Savoil King and Dorothy King appeal from an adverse final judgment. The sole issue they raise on appeal is whether the district court erred in dismissing their unjust-enrichment claim under Arkansas law, which they asserted against mortgage loan servicers Homeward Residential, Inc., and Ocwen Loan Servicing, LLC (the loan ser-vicers).

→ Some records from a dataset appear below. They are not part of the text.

use futures::StreamExt;
use futures::stream;
use serde::{Deserialize, Serialize};
use std::io::ErrorKind;
use std::path::{Path, PathBuf};
use std::sync::Arc;
use std::sync::atomic::{AtomicUsize, Ordering};
use std::time::{Duration, SystemTime};
use tokio::task::JoinHandle;
use tracing::{debug, error, info, warn};

const CONCURRENT_DELETES: usize = 8;

#[derive(Debug, Clone, Default, Serialize, Deserialize, PartialEq, Eq)]
pub struct CleanupReport {
    pub scanned: usize,
    pub removed: usize,
    pub failed: usize,
}

// files whose last modification is older than `max_age`
async fn stale_files(dir: &Path, max_age: Duration) -> std::io::Result<(usize, Vec<PathBuf>)> {
    let mut entries = match tokio::fs::read_dir(dir).await {
        Ok(entries) => entries,
        Err(e) if e.kind() == ErrorKind::NotFound => return Ok((0, Vec::new())),
        Err(e) => return Err(e),
    };

    let now = SystemTime::now();
    let mut scanned = 0;
    let mut stale = Vec::new();

    while let Some(entry) = entries.next_entry().await? {
        let metadata = match entry.metadata().await {
            Ok(m) if m.is_file() => m,
            Ok(_) => continue,
            // deleted by its request between listing and stat
            Err(e) if e.kind() == ErrorKind::NotFound => continue,
            Err(e) => {
                warn!("cannot stat {}: {}", entry.path().display(), e);
                continue;
            }
        };
        scanned += 1;

        let age = metadata
            .modified()
            .ok()
            .and_then(|modified| now.duration_since(modified).ok())
            .unwrap_or_default();
        if age >= max_age {
            stale.push(entry.path());
        }
    }

    Ok((scanned, stale))
}

/// One pass over the upload directory. Deletion races with per-request
/// removal; a file that is already gone is not a failure.
pub async fn sweep(dir: &Path, max_age: Duration) -> std::io::Result<CleanupReport> {
    let (scanned, stale) = stale_files(dir, max_age).await?;

    let removed = Arc::new(AtomicUsize::new(0));
    let failed = Arc::new(AtomicUsize::new(0));

    stream::iter(stale)
        .for_each_concurrent(CONCURRENT_DELETES, |path| {
            let removed = removed.clone();
            let failed = failed.clone();
            async move {
                match tokio::fs::remove_file(&path).await {
                    Ok(()) => {
                        debug!("swept stale upload {}", path.display());
                        removed.fetch_add(1, Ordering::Relaxed);
                    }
                    Err(e) if e.kind() == ErrorKind::NotFound => {}
                    Err(e) => {
                        warn!("failed to sweep {}: {}", path.display(), e);
                        failed.fetch_add(1, Ordering::Relaxed);
                    }
                }
            }
        })
        .await;

    Ok(CleanupReport {
        scanned,
        removed: removed.load(Ordering::Relaxed),
        failed: failed.load(Ordering::Relaxed),
    })
}

pub fn spawn_sweeper(dir: PathBuf, interval: Duration, max_age: Duration) -> JoinHandle<()> {
    tokio::spawn(async move {
        info!(
            "upload sweeper started: every {:?}, max age {:?}, dir {}",
            interval,
            max_age,
            dir.display()
        );
        let mut ticker = tokio::time::interval(interval);
        ticker.set_missed_tick_behavior(tokio::time::MissedTickBehavior::Delay);

        loop {
            ticker.tick().await;
            match sweep(&dir, max_age).await {
                Ok(report) if report.removed > 0 || report.failed > 0 => {
                    info!(
                        "upload sweep: scanned {}, removed {}, failed {}",
                        report.scanned, report.removed, report.failed
                    );
                }
                Ok(_) => {}
                Err(e) => error!("upload sweep of {} failed: {}", dir.display(), e),
            }
        }
    })
}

In support of their unjust-enrichment claim, the Kings alleged that they consistently had maintained hazard insurance on their home, as required by their mortgage contract; that they had informed the loan servicers of this coverage, as required by the mortgage contract; that the loan servi-cers had force-placed additional hazard insurance on their home at artificially high rates; and that the loan servicers or their affiliates unduly had profited at the Kings’ expense from this additional force-placed hazard insurance. In an interlocutory order, the district court dismissed the Kings’ unjust-enrichment claim, applying the general rule that an unjust-enrichment claim is not available when an express written contract exists. After further proceedings that ultimately led to the adverse final judgment, the Kings filed a timely notice of appeal that designated the final judgment and brought up for review the dismissal of their unjust-enrichment claim. See Greer v. St. Louis Reg’l Med. Ctr., 258 F.3d 843, 846 (8th Cir. 2001) (ordinarily notice of appeal specifying final judgment brings up for review all orders that led up to and served as predicate for final judgment).

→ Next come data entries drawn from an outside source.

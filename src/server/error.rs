use crate::core::landmarks::DetectorError;
use crate::core::recommender::RecommenderError;
use crate::core::uploads::UploadError;
use axum::Json;
use axum::http::StatusCode;
use axum::response::{IntoResponse, Response};
use serde::Serialize;
use std::sync::OnceLock;
use thiserror::Error;

static HIDE_INTERNAL_DETAILS: OnceLock<bool> = OnceLock::new();

/// Set once at startup from `Config::is_production`.
pub fn hide_internal_details(hide: bool) {
    if HIDE_INTERNAL_DETAILS.set(hide).is_err() {
        tracing::warn!("internal error detail policy was already set");
    }
}

pub type ApiResult<T> = Result<T, ApiError>;

#[derive(Debug, Error)]
pub enum ApiError {
    #[error("Bad request: {0}")]
    BadRequest(String),

    #[error("File too large: {0}")]
    PayloadTooLarge(String),

    #[error("No face detected in the uploaded image")]
    NoFaceDetected,

    #[error("Service unavailable: {0}")]
    Unavailable(String),

    #[error("Upstream error: {0}")]
    Upstream(String),

    #[error("Internal error: {0}")]
    Internal(String),
}

impl ApiError {
    pub fn bad_request(msg: impl Into<String>) -> Self {
        Self::BadRequest(msg.into())
    }

    pub fn internal(msg: impl Into<String>) -> Self {
        Self::Internal(msg.into())
    }

    pub fn status_code(&self) -> StatusCode {
        match self {
            ApiError::BadRequest(_) => StatusCode::BAD_REQUEST,
            ApiError::PayloadTooLarge(_) => StatusCode::PAYLOAD_TOO_LARGE,
            ApiError::NoFaceDetected => StatusCode::UNPROCESSABLE_ENTITY,
            ApiError::Unavailable(_) => StatusCode::SERVICE_UNAVAILABLE,
            ApiError::Upstream(_) => StatusCode::BAD_GATEWAY,
            ApiError::Internal(_) => StatusCode::INTERNAL_SERVER_ERROR,
        }
    }
}

impl From<std::io::Error> for ApiError {
    fn from(err: std::io::Error) -> Self {
        ApiError::Internal(format!("I/O error: {}", err))
    }
}

impl From<UploadError> for ApiError {
    fn from(err: UploadError) -> Self {
        match err {
            UploadError::TooLarge { max_bytes } => {
                ApiError::PayloadTooLarge(format!("maximum size is {} bytes", max_bytes))
            }
            UploadError::RequestTooLarge => {
                ApiError::PayloadTooLarge("request body exceeds the server limit".to_string())
            }
            UploadError::Io(e) => ApiError::from(e),
            other => ApiError::BadRequest(other.to_string()),
        }
    }
}

impl From<DetectorError> for ApiError {
    fn from(err: DetectorError) -> Self {
        match err {
            DetectorError::NoFace => ApiError::NoFaceDetected,
            DetectorError::InvalidLandmarks(msg) => ApiError::Upstream(msg),
            other => ApiError::Upstream(format!("landmark service: {}", other)),
        }
    }
}

impl From<RecommenderError> for ApiError {
    fn from(err: RecommenderError) -> Self {
        match err {
            RecommenderError::NotConfigured => {
                ApiError::Unavailable("recommendation service is not configured".to_string())
            }
            RecommenderError::RateLimited => ApiError::Unavailable(
                "recommendation service is busy, try again shortly".to_string(),
            ),
            other => ApiError::Upstream(format!("recommendation service: {}", other)),
        }
    }
}

#[derive(Serialize)]
struct ErrorBody {
    status: &'static str,
    detail: String,
}

impl ApiError {
    fn render(self, hide_internal: bool) -> Response {
        let status = self.status_code();
        if status.is_server_error() {
            tracing::error!("request failed: {}", self);
        } else {
            tracing::warn!("request rejected: {}", self);
        }

        let detail = match &self {
            ApiError::Internal(_) if hide_internal => "An internal error occurred".to_string(),
            _ => self.to_string(),
        };

        (
            status,
            Json(ErrorBody {
                status: "error",
                detail,
            }),
        )
            .into_response()
    }
}

impl IntoResponse for ApiError {
    fn into_response(self) -> Response {
        let hide_internal = HIDE_INTERNAL_DETAILS.get().copied().unwrap_or(false);
        self.render(hide_internal)
    }
}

Upon careful de novo review, we conclude that the district court erred in dismissing the Kings’ unjust-enrichment claim against the loan servicers. See Plymouth Cty. v. Merscorp, Inc., 774 *296 F.3d 1155, 1158 (8th Cir. 2014) (Fed. R. Civ. P. 12(b)(6) dismissal is reviewed de novo). We conclude that the Kings stated an unjust-enrichment claim under Arkansas law and that their allegations adequately established that the claim was not inconsistent with the contract at issue. See United States v. Applied Pharmacy Consultants, Inc,, 182 F.3d 603, 605-09 (8th Cir. 1999) (affirming award based on unjust-enrichment theory in case involving Arkansas law; noting general rule that unjust enrichment is not an available means of recovery when there is express contract between parties, but concluding that exception to general rule was properly applied where there was no inconsistency between unjust-enrichment recovery and what contract provided); see also Campbell v. Asbury Auto. Inc., 381 S.W.3d 21, 36-38 (Ark. 2011) (to find unjust enrichment, , party must have received something of value, to which he or she is not entitled and which he or she must restore; there must also be some operative act, intent, or situation to make enrichment unjust and compensable; reversing grant of summary judgment that was based on existence of contract between parties; discussing exception to general rule and citing Applied Pharmacy Consultants).

Accordingly, we vacate the district court’s dismissal of the Kings’ unjust-enrichment claim, and we remand this case to the district court for further proceedings.